The Institution remained at Usher's Island until 1954. The old headquarters was demolished in 1960, however the front gate and railing remain to the present.

==Current operations==
The charity has three supervisory staff and four project workers, in addition to volunteers, and its services as of 2018 to 2020 include:
- A meal service for the homeless and socially marginalised, offering breakfast, lunch and a light afternoon meal five days a week
- A phone service to provide support and contact for homeless migrants, in English, Russian, Romanian and Polish
- Tutorials in literacy (including teaching of English on a foreign language basis) and computer literacy
- Aid in integration and entry to the employment market
- A workshop facility which makes woodwork and metalwork items for sale at markets and online

A substantial majority of its clients do not have English as a first language, and there are staff supporting clients through Polish, Romanian and Russian.

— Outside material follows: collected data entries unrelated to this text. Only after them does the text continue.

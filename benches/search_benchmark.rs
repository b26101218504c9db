//! Criterion benchmarks for indexing and progressive search
//!
//! Run with: cargo bench
//! View HTML report: target/criterion/report/index.html

use criterion::{black_box, criterion_group, criterion_main, BenchmarkId, Criterion, Throughput};
use progressive_search::{IndexConfig, SearchIndexer, SearchOptions};
use std::sync::OnceLock;
use std::time::Duration;
use url::Url;

const DEFAULT_NUM_DOCS: usize = 2_000;
const WORDS_PER_DOC: usize = 120;

const VOCABULARY: &[&str] = &[
    "license", "apache", "software", "distribution", "copyright", "notice", "warranty", "source",
    "object", "derivative", "contribution", "patent", "grant", "terms", "conditions", "work",
    "file", "text", "index", "search", "query", "document", "ranking", "cursor", "batch",
];

/// Cached indexer for benchmarks that don't need varying corpus sizes
static CACHED_INDEXER: OnceLock<SearchIndexer> = OnceLock::new();

fn get_or_create_indexer() -> &'static SearchIndexer {
    CACHED_INDEXER.get_or_init(|| setup_indexer(DEFAULT_NUM_DOCS))
}

/// Deterministic pseudo-random text so runs are comparable
fn generate_documents(num_docs: usize) -> Vec<(Url, String)> {
    let mut state: u64 = 0x9E37_79B9_7F4A_7C15;
    (0..num_docs)
        .map(|i| {
            let mut text = String::with_capacity(WORDS_PER_DOC * 8);
            for _ in 0..WORDS_PER_DOC {
                state ^= state << 13;
                state ^= state >> 7;
                state ^= state << 17;
                text.push_str(VOCABULARY[(state % VOCABULARY.len() as u64) as usize]);
                text.push(' ');
            }
            text.push_str(&format!("unique{i}"));
            let url = Url::parse(&format!("doc://bench/{i}")).expect("valid url");
            (url, text)
        })
        .collect()
}

fn setup_indexer(num_docs: usize) -> SearchIndexer {
    let indexer = SearchIndexer::create_in_memory(IndexConfig::default());
    for (url, text) in generate_documents(num_docs) {
        indexer.add_text(&url, &text, false);
    }
    indexer.flush();
    indexer
}

fn drain(indexer: &SearchIndexer, query: &str, options: SearchOptions, limit: usize) -> usize {
    let session = indexer.progressive_search(query, options);
    let mut total = 0;
    loop {
        let batch = session.next(limit, Duration::from_secs(1));
        total += batch.results.len();
        if !batch.more_results_available {
            return total;
        }
    }
}

fn bench_indexing(c: &mut Criterion) {
    let mut group = c.benchmark_group("indexing");
    group.measurement_time(Duration::from_secs(5));
    group.sample_size(10);

    for num_docs in [500, 2_000] {
        let docs = generate_documents(num_docs);
        group.throughput(Throughput::Elements(num_docs as u64));
        group.bench_with_input(BenchmarkId::new("add_and_flush", num_docs), &docs, |b, docs| {
            b.iter(|| {
                let indexer = SearchIndexer::create_in_memory(IndexConfig::default());
                for (url, text) in docs {
                    indexer.add_text(url, text, false);
                }
                indexer.flush();
                black_box(indexer.document_count())
            })
        });
    }

    group.finish();
}

fn bench_queries(c: &mut Criterion) {
    let indexer = get_or_create_indexer();
    let mut group = c.benchmark_group("queries");
    group.measurement_time(Duration::from_secs(3));

    let queries = [
        ("single_term", "apache"),
        ("and_terms", "apache license warranty"),
        ("or_terms", "patent OR copyright"),
        ("prefix", "deriv*"),
        ("exclusion", "search -cursor"),
        ("rare_term", "unique42"),
    ];

    for (name, query) in queries {
        group.bench_with_input(BenchmarkId::new("drain", name), &query, |b, query| {
            b.iter(|| black_box(drain(indexer, query, SearchOptions::default(), 100)))
        });
    }

    group.finish();
}

fn bench_batch_sizes(c: &mut Criterion) {
    let indexer = get_or_create_indexer();
    let mut group = c.benchmark_group("batch_size");
    group.measurement_time(Duration::from_secs(3));

    for limit in [1, 10, 100, 1_000] {
        group.bench_with_input(BenchmarkId::from_parameter(limit), &limit, |b, &limit| {
            b.iter(|| black_box(drain(indexer, "license", SearchOptions::default(), limit)))
        });
    }

    group.finish();
}

fn bench_first_batch(c: &mut Criterion) {
    let indexer = get_or_create_indexer();
    let mut group = c.benchmark_group("first_batch");
    group.measurement_time(Duration::from_secs(3));

    let modes = [
        ("bm25", SearchOptions::default()),
        (
            "unscored",
            SearchOptions {
                no_relevance_scores: true,
                ..Default::default()
            },
        ),
        (
            "find_similar",
            SearchOptions {
                find_similar: true,
                ..Default::default()
            },
        ),
    ];

    for (name, options) in modes {
        group.bench_function(name, |b| {
            b.iter(|| {
                let session = indexer.progressive_search("apache software license", options);
                black_box(session.next(10, Duration::from_secs(1)).results.len())
            })
        });
    }

    group.finish();
}

criterion_group!(
    benches,
    bench_indexing,
    bench_queries,
    bench_batch_sizes,
    bench_first_batch
);
criterion_main!(benches);
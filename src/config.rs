//! Configuration management for progressive_search
//!
//! Two layers: [`IndexConfig`], the immutable value consumed once when an index
//! is created, and [`Config`], the TOML file that carries it alongside storage,
//! search, discovery and logging settings.

use anyhow::{Context, Result};
use serde::{Deserialize, Serialize};
use std::collections::BTreeSet;
use std::path::{Path, PathBuf};
use std::time::Duration;

use crate::index::SearchOptions;
use crate::search::FileDiscoveryConfig;

/// Kind of index structure to build
#[derive(Debug, Clone, Copy, PartialEq, Eq, Hash, Default, Serialize, Deserialize)]
#[serde(rename_all = "snake_case")]
pub enum IndexVariant {
    /// Unspecified; analysed like `Inverted`
    Unknown,
    /// Maps terms to documents
    #[default]
    Inverted,
    /// Maps documents to term vectors, for similarity searches
    Vector,
    /// Both capabilities
    InvertedAndVector,
}

impl IndexVariant {
    /// Whether similarity (vector) ranking is available
    pub fn has_vector(&self) -> bool {
        matches!(self, IndexVariant::Vector | IndexVariant::InvertedAndVector)
    }

    /// Whether every query is answered by similarity ranking
    pub fn is_vector_only(&self) -> bool {
        matches!(self, IndexVariant::Vector)
    }
}

/// Case-insensitive set of words that are never indexed or matched
#[derive(Debug, Clone, Default, PartialEq, Eq)]
pub struct StopWordSet(BTreeSet<String>);

impl StopWordSet {
    pub fn new() -> Self {
        Self::default()
    }

    pub fn contains(&self, word: &str) -> bool {
        if word.chars().any(char::is_uppercase) {
            self.0.contains(&word.to_lowercase())
        } else {
            self.0.contains(word)
        }
    }

    pub fn len(&self) -> usize {
        self.0.len()
    }

    pub fn is_empty(&self) -> bool {
        self.0.is_empty()
    }

    /// Words in sorted order
    pub fn iter(&self) -> impl Iterator<Item = &str> {
        self.0.iter().map(String::as_str)
    }
}

impl<S: AsRef<str>> FromIterator<S> for StopWordSet {
    fn from_iter<I: IntoIterator<Item = S>>(iter: I) -> Self {
        Self(
            iter.into_iter()
                .map(|w| w.as_ref().trim().to_lowercase())
                .filter(|w| !w.is_empty())
                .collect(),
        )
    }
}

/// Immutable creation parameters for an index.
///
/// Built once and consumed when the engine is created; there are no setters.
#[derive(Debug, Clone, PartialEq, Eq, Serialize, Deserialize)]
#[serde(from = "IndexSettings", into = "IndexSettings")]
pub struct IndexConfig {
    variant: IndexVariant,
    proximity_indexing: bool,
    stop_words: StopWordSet,
    min_term_length: usize,
}

impl IndexConfig {
    /// `min_term_length` is clamped to at least 1.
    pub fn new(
        variant: IndexVariant,
        proximity_indexing: bool,
        stop_words: StopWordSet,
        min_term_length: usize,
    ) -> Self {
        Self {
            variant,
            proximity_indexing,
            stop_words,
            min_term_length: min_term_length.max(1),
        }
    }

    pub fn variant(&self) -> IndexVariant {
        self.variant
    }

    pub fn proximity_indexing(&self) -> bool {
        self.proximity_indexing
    }

    pub fn stop_words(&self) -> &StopWordSet {
        &self.stop_words
    }

    pub fn min_term_length(&self) -> usize {
        self.min_term_length
    }

    /// Digest of the analysis-relevant settings.
    /// Stored with persisted indexes to detect that they were built differently.
    pub fn fingerprint(&self) -> String {
        let stop_words: Vec<&str> = self.stop_words.iter().collect();
        let config_str = format!(
            "variant:{:?}|proximity:{}|stop_words:{:?}|min_term_length:{}",
            self.variant, self.proximity_indexing, stop_words, self.min_term_length
        );
        format!("{:x}", md5::compute(config_str.as_bytes()))
    }
}

impl Default for IndexConfig {
    fn default() -> Self {
        Self::new(IndexVariant::Inverted, false, StopWordSet::new(), 1)
    }
}

/// `[index]` section; also the serialized form of [`IndexConfig`]
#[derive(Debug, Clone, Serialize, Deserialize)]
pub struct IndexSettings {
    /// Index structure to build (default: inverted)
    #[serde(default)]
    pub variant: IndexVariant,

    /// Record word positions so phrase queries require adjacency
    #[serde(default)]
    pub proximity_indexing: bool,

    /// Words that are never indexed
    #[serde(default)]
    pub stop_words: Vec<String>,

    /// Shortest word (in characters) that gets indexed
    #[serde(default = "default_min_term_length")]
    pub min_term_length: usize,
}

fn default_min_term_length() -> usize {
    1
}

impl Default for IndexSettings {
    fn default() -> Self {
        IndexConfig::default().into()
    }
}

impl From<IndexSettings> for IndexConfig {
    fn from(settings: IndexSettings) -> Self {
        IndexConfig::new(
            settings.variant,
            settings.proximity_indexing,
            settings.stop_words.into_iter().collect(),
            settings.min_term_length,
        )
    }
}

impl From<IndexConfig> for IndexSettings {
    fn from(config: IndexConfig) -> Self {
        Self {
            variant: config.variant,
            proximity_indexing: config.proximity_indexing,
            stop_words: config.stop_words.iter().map(str::to_string).collect(),
            min_term_length: config.min_term_length,
        }
    }
}

/// Where the index lives
#[derive(Debug, Clone, Default, Serialize, Deserialize)]
pub struct StorageConfig {
    /// Index file location; absent means an in-memory index
    #[serde(default)]
    pub path: Option<String>,
}

/// Defaults applied to progressive searches
#[derive(Debug, Clone, Serialize, Deserialize)]
pub struct SearchSettings {
    /// Results requested per `next` call
    #[serde(default = "default_limit")]
    pub default_limit: usize,

    /// Time budget per `next` call, in milliseconds
    #[serde(default = "default_timeout_ms")]
    pub default_timeout_ms: u64,

    /// Treat whitespace between query terms as OR instead of AND
    #[serde(default)]
    pub space_means_or: bool,

    /// Skip relevance scoring; results come back in document order
    #[serde(default)]
    pub no_relevance_scores: bool,
}

fn default_limit() -> usize {
    10
}

fn default_timeout_ms() -> u64 {
    1000
}

impl Default for SearchSettings {
    fn default() -> Self {
        Self {
            default_limit: default_limit(),
            default_timeout_ms: default_timeout_ms(),
            space_means_or: false,
            no_relevance_scores: false,
        }
    }
}

impl SearchSettings {
    pub fn timeout(&self) -> Duration {
        Duration::from_millis(self.default_timeout_ms)
    }

    pub fn options(&self) -> SearchOptions {
        SearchOptions {
            space_means_or: self.space_means_or,
            no_relevance_scores: self.no_relevance_scores,
            find_similar: false,
        }
    }
}

/// Folder-indexing settings
#[derive(Debug, Clone, Serialize, Deserialize)]
pub struct DiscoverySettings {
    /// Path substrings to skip while walking folders
    #[serde(default)]
    pub exclude_patterns: Vec<String>,

    /// Files larger than this are skipped (default 10MB)
    #[serde(default = "default_max_file_size")]
    pub max_file_size: Option<u64>,

    /// Follow symbolic links while walking
    #[serde(default = "default_true")]
    pub follow_links: bool,
}

fn default_max_file_size() -> Option<u64> {
    Some(10 * 1024 * 1024) // 10MB
}

fn default_true() -> bool {
    true
}

impl Default for DiscoverySettings {
    fn default() -> Self {
        Self {
            exclude_patterns: Vec::new(),
            max_file_size: default_max_file_size(),
            follow_links: true,
        }
    }
}

impl DiscoverySettings {
    pub fn to_discovery_config(&self) -> FileDiscoveryConfig {
        FileDiscoveryConfig {
            exclude_patterns: self.exclude_patterns.clone(),
            max_file_size: self.max_file_size,
            follow_links: self.follow_links,
        }
    }
}

/// Logging configuration
#[derive(Debug, Clone, Serialize, Deserialize)]
pub struct LoggingConfig {
    /// Minimum level for console output (RUST_LOG takes precedence)
    #[serde(default = "default_log_level")]
    pub level: String,
}

fn default_log_level() -> String {
    "info".to_string()
}

impl Default for LoggingConfig {
    fn default() -> Self {
        Self {
            level: default_log_level(),
        }
    }
}

impl LoggingConfig {
    /// Apply environment variable overrides.
    /// PROGRESSIVE_SEARCH_LOG takes precedence over the TOML value.
    pub fn with_env_overrides(mut self) -> Self {
        if let Ok(val) = std::env::var("PROGRESSIVE_SEARCH_LOG") {
            if !val.is_empty() {
                self.level = val;
            }
        }
        self
    }
}

/// Main configuration structure
#[derive(Debug, Clone, Serialize, Deserialize, Default)]
pub struct Config {
    #[serde(default)]
    pub index: IndexSettings,

    #[serde(default)]
    pub storage: StorageConfig,

    #[serde(default)]
    pub search: SearchSettings,

    #[serde(default)]
    pub discovery: DiscoverySettings,

    #[serde(default)]
    pub logging: LoggingConfig,
}

impl Config {
    /// Load configuration from a file
    pub fn from_file(path: &Path) -> Result<Self> {
        let content = std::fs::read_to_string(path)
            .with_context(|| format!("Failed to read config file: {}", path.display()))?;

        let config: Config = toml::from_str(&content)
            .with_context(|| format!("Failed to parse config file: {}", path.display()))?;

        Ok(config)
    }

    /// Try to load configuration from default locations
    ///
    /// Search order:
    /// 1. PROGRESSIVE_SEARCH_CONFIG environment variable
    /// 2. ./progressive_search.toml (current directory)
    /// 3. ~/.config/progressive_search/config.toml (user config)
    pub fn from_default_locations() -> Result<Option<(Self, PathBuf)>> {
        if let Ok(env_path) = std::env::var("PROGRESSIVE_SEARCH_CONFIG") {
            let path = PathBuf::from(&env_path);
            if path.exists() {
                let config = Self::from_file(&path)?;
                return Ok(Some((config, path)));
            }
        }

        let local_path = PathBuf::from("progressive_search.toml");
        if local_path.exists() {
            let config = Self::from_file(&local_path)?;
            return Ok(Some((config, local_path)));
        }

        if let Some(config_dir) = dirs::config_dir() {
            let user_path = config_dir.join("progressive_search").join("config.toml");
            if user_path.exists() {
                let config = Self::from_file(&user_path)?;
                return Ok(Some((config, user_path)));
            }
        }

        Ok(None)
    }

    /// The immutable index creation parameters described by `[index]`
    pub fn index_config(&self) -> IndexConfig {
        self.index.clone().into()
    }

    /// Generate a template configuration file
    pub fn generate_template() -> String {
        r#"# progressive_search configuration
# Generated template - customize as needed

[index]
# Index structure: "inverted", "vector" or "inverted_and_vector"
variant = "inverted"

# Record word positions so quoted phrases must appear adjacently
proximity_indexing = false

# Words that are never indexed or matched
stop_words = []

# Shortest word (in characters) that gets indexed
min_term_length = 1

[storage]
# Index file location. Leave unset for an in-memory index.
# path = "/var/lib/progressive_search/index.bin"

[search]
# Results requested per progressive batch
default_limit = 10

# Time budget per batch in milliseconds
default_timeout_ms = 1000

# Treat whitespace between terms as OR instead of AND
space_means_or = false

# Skip relevance scoring (results in document order, score 0)
no_relevance_scores = false

[discovery]
# Path substrings skipped while indexing folders
exclude_patterns = []

# Maximum file size to index in bytes (default: 10MB)
max_file_size = 10485760

# Follow symbolic links while walking folders
follow_links = true

[logging]
# Console log level; RUST_LOG and PROGRESSIVE_SEARCH_LOG override it
level = "info"
"#
        .to_string()
    }

    /// Write template config to the specified path
    pub fn write_template(path: &Path) -> Result<()> {
        let template = Self::generate_template();

        if let Some(parent) = path.parent() {
            std::fs::create_dir_all(parent).with_context(|| {
                format!("Failed to create config directory: {}", parent.display())
            })?;
        }

        std::fs::write(path, template)
            .with_context(|| format!("Failed to write config file: {}", path.display()))?;

        Ok(())
    }
}
use crate::config::{IndexConfig, StopWordSet};
use rustc_hash::FxHashMap;

/// A term together with the word position it was found at
#[derive(Debug, Clone, PartialEq, Eq)]
pub struct Token {
    pub term: String,
    pub position: u32,
}

/// Splits text into lowercase alphanumeric words.
///
/// Every word advances the position counter, including the ones that are
/// dropped for being stop words or too short, so phrase offsets stay
/// comparable between documents and queries.
#[derive(Debug, Clone)]
pub struct Tokenizer {
    stop_words: StopWordSet,
    min_term_length: usize,
}

impl Tokenizer {
    pub fn new(config: &IndexConfig) -> Self {
        Self {
            stop_words: config.stop_words().clone(),
            min_term_length: config.min_term_length(),
        }
    }

    pub fn tokenize(&self, text: &str) -> Vec<Token> {
        text.split(|c: char| !c.is_alphanumeric())
            .filter(|word| !word.is_empty())
            .enumerate()
            .filter_map(|(position, word)| {
                let term = word.to_lowercase();
                if self.is_indexable(&term) {
                    Some(Token {
                        term,
                        position: position as u32,
                    })
                } else {
                    None
                }
            })
            .collect()
    }

    /// Whether an already-lowercased word is kept by this tokenizer
    pub fn is_indexable(&self, term: &str) -> bool {
        term.chars().count() >= self.min_term_length && !self.stop_words.contains(term)
    }

    /// Tokenize and fold into per-term statistics
    pub fn analyze(&self, text: &str, keep_positions: bool) -> Analysis {
        let tokens = self.tokenize(text);
        let mut term_freqs: FxHashMap<String, u32> = FxHashMap::default();
        let mut positions: FxHashMap<String, Vec<u32>> = FxHashMap::default();

        for token in &tokens {
            *term_freqs.entry(token.term.clone()).or_insert(0) += 1;
            if keep_positions {
                positions
                    .entry(token.term.clone())
                    .or_default()
                    .push(token.position);
            }
        }

        Analysis {
            length: tokens.len() as u32,
            term_freqs,
            positions: keep_positions.then_some(positions),
        }
    }
}

/// Per-document term statistics produced by [`Tokenizer::analyze`]
#[derive(Debug, Clone, Default)]
pub struct Analysis {
    /// Number of indexed tokens
    pub length: u32,
    pub term_freqs: FxHashMap<String, u32>,
    /// Word positions per term, when proximity indexing is on
    pub positions: Option<FxHashMap<String, Vec<u32>>>,
}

Other services which have been offered included a homework club with food service for local children, in 2015.

==Governance and funding==
Some of the projects of the institution receive State support, including the employment support work (Dept. of Justice), while the meal service is supported entirely by donations and the charity's own resources.

The charity has four patrons, the Roman Catholic and Church of Ireland Archbishops of Dublin, and the Deans of St. Patrick's and Christ Church Cathedrals. It is overseen by a Managing Committee and its assets, which include its premises and cash, as of 2018, of almost 3 million euro, reserved for the work of the charity, are secured by a small panel of trustees. It is registered as a charity with the regulatory authorities and the Irish Revenue Commissioners.